Provided records

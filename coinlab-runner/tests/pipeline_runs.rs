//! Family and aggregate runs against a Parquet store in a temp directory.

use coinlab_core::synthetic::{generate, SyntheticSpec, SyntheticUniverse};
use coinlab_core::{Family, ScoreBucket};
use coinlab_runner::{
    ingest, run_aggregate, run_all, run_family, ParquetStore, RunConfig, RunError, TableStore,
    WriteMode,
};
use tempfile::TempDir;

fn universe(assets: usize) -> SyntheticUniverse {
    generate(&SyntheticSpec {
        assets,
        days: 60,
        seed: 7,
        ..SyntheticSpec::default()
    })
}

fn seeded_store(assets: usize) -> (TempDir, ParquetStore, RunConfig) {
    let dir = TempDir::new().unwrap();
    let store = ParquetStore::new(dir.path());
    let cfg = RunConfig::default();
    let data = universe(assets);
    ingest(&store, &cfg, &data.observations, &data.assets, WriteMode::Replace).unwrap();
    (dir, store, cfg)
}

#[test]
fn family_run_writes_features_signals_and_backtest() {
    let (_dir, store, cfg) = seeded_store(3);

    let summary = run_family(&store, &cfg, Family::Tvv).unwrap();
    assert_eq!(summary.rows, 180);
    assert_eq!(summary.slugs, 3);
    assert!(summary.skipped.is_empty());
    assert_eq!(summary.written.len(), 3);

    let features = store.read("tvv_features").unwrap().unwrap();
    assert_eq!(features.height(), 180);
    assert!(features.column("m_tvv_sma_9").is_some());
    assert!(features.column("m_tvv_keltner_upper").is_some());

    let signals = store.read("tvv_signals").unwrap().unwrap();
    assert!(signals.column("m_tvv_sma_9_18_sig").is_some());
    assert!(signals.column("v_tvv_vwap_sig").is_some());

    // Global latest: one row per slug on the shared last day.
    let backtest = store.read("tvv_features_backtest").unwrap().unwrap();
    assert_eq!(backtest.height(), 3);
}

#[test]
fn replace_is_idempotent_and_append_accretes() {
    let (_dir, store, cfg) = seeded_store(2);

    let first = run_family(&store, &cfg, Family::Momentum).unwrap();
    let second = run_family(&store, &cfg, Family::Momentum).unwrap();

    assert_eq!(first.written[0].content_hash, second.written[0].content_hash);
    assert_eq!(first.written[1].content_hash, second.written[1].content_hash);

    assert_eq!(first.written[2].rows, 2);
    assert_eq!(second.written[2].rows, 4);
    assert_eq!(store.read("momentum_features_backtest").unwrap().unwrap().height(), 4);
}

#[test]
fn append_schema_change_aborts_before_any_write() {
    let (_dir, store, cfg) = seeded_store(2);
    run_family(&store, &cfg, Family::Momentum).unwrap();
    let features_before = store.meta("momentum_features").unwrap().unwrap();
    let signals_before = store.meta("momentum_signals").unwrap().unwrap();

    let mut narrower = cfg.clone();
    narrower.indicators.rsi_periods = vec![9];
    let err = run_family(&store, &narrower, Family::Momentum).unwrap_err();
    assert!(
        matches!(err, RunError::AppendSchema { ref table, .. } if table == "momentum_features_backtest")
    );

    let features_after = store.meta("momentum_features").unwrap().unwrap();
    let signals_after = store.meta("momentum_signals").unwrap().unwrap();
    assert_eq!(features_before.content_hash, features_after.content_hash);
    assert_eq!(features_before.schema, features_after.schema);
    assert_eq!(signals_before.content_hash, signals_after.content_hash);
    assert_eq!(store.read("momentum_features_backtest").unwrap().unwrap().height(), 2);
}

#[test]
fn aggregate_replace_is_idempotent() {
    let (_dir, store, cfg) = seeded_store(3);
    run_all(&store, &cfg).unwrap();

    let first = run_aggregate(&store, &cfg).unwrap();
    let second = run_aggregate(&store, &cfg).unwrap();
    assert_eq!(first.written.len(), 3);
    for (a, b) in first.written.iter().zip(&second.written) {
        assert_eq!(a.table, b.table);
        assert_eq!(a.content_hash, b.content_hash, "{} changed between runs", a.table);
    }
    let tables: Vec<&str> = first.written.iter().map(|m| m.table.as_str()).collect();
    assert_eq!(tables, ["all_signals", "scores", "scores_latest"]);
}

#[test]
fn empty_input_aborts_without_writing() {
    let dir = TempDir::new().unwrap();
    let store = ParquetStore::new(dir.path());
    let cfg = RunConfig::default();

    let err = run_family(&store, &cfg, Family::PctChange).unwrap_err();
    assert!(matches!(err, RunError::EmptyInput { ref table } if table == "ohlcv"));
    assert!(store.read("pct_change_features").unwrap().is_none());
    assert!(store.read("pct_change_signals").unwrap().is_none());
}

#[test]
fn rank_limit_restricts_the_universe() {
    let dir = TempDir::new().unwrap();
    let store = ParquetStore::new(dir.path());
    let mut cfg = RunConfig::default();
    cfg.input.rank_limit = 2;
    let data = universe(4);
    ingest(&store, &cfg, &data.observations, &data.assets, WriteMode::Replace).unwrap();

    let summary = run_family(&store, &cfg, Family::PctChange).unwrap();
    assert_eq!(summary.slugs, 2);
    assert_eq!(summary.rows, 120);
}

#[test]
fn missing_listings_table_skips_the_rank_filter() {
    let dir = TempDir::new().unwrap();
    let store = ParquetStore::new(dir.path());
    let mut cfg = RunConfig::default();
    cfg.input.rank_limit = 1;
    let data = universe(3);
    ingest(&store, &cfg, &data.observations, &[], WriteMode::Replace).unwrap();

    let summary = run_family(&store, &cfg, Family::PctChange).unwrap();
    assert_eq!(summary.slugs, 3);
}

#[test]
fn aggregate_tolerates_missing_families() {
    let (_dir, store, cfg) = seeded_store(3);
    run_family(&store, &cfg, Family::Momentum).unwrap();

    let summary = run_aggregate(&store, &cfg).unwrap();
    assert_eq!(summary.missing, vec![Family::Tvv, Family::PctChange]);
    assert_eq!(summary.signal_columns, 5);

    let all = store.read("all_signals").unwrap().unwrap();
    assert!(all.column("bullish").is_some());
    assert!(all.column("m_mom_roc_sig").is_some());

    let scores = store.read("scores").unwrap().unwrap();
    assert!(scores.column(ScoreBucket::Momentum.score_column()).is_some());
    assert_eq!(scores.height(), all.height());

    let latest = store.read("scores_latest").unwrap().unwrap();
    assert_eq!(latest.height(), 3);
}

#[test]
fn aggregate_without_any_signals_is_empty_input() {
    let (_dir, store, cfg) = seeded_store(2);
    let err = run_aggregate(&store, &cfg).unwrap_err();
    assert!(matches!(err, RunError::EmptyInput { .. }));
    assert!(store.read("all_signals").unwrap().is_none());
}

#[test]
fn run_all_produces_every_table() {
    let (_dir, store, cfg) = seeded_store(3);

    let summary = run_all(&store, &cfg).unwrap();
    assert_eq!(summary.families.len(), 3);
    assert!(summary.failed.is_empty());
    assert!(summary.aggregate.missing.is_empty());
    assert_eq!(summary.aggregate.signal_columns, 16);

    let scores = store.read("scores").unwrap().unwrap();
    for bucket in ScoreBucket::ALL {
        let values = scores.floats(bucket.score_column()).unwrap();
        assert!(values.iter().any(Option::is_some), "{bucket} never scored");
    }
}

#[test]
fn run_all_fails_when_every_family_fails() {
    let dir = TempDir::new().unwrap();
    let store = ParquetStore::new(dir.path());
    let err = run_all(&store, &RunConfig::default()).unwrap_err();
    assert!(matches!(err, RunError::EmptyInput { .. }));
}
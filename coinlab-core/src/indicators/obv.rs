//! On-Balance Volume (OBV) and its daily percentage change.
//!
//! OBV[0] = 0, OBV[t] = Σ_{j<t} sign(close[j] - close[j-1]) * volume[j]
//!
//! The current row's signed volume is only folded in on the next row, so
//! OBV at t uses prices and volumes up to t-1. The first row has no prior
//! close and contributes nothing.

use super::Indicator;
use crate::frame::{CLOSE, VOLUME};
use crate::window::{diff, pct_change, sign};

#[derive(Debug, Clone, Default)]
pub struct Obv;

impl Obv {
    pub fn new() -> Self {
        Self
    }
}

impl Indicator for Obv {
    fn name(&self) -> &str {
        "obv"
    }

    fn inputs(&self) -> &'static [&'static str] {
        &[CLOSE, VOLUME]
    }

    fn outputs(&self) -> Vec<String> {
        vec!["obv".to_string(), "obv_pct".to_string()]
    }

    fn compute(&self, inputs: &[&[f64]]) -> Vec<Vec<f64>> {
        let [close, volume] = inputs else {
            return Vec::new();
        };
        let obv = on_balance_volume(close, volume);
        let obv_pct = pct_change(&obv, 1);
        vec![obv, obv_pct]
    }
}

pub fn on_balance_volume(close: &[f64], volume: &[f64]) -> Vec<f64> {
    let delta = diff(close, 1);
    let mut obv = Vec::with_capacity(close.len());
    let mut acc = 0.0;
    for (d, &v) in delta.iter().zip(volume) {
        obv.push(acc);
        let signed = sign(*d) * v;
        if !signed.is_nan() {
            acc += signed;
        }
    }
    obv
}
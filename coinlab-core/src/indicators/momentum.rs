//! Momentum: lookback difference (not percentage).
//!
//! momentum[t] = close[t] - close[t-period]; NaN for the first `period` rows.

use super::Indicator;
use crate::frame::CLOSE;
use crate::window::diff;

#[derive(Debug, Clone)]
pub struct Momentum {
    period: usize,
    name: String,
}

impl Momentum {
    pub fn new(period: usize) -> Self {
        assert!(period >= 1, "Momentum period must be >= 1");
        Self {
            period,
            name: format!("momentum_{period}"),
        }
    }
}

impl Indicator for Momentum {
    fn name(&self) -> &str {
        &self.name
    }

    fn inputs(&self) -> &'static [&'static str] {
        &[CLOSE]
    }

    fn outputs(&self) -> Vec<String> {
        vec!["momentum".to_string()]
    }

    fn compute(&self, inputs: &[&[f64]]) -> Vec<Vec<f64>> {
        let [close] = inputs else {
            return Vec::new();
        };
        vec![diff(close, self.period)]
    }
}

What is required
What lines in the material above include "matches"? Copy every one of them.

Reply
        matches!(err, RunError::AppendSchema { ref table, .. } if table == "momentum_features_backtest")
    assert!(matches!(err, RunError::EmptyInput { ref table } if table == "ohlcv"));
    assert!(matches!(err, RunError::EmptyInput { .. }));
    assert!(matches!(err, RunError::EmptyInput { .. }));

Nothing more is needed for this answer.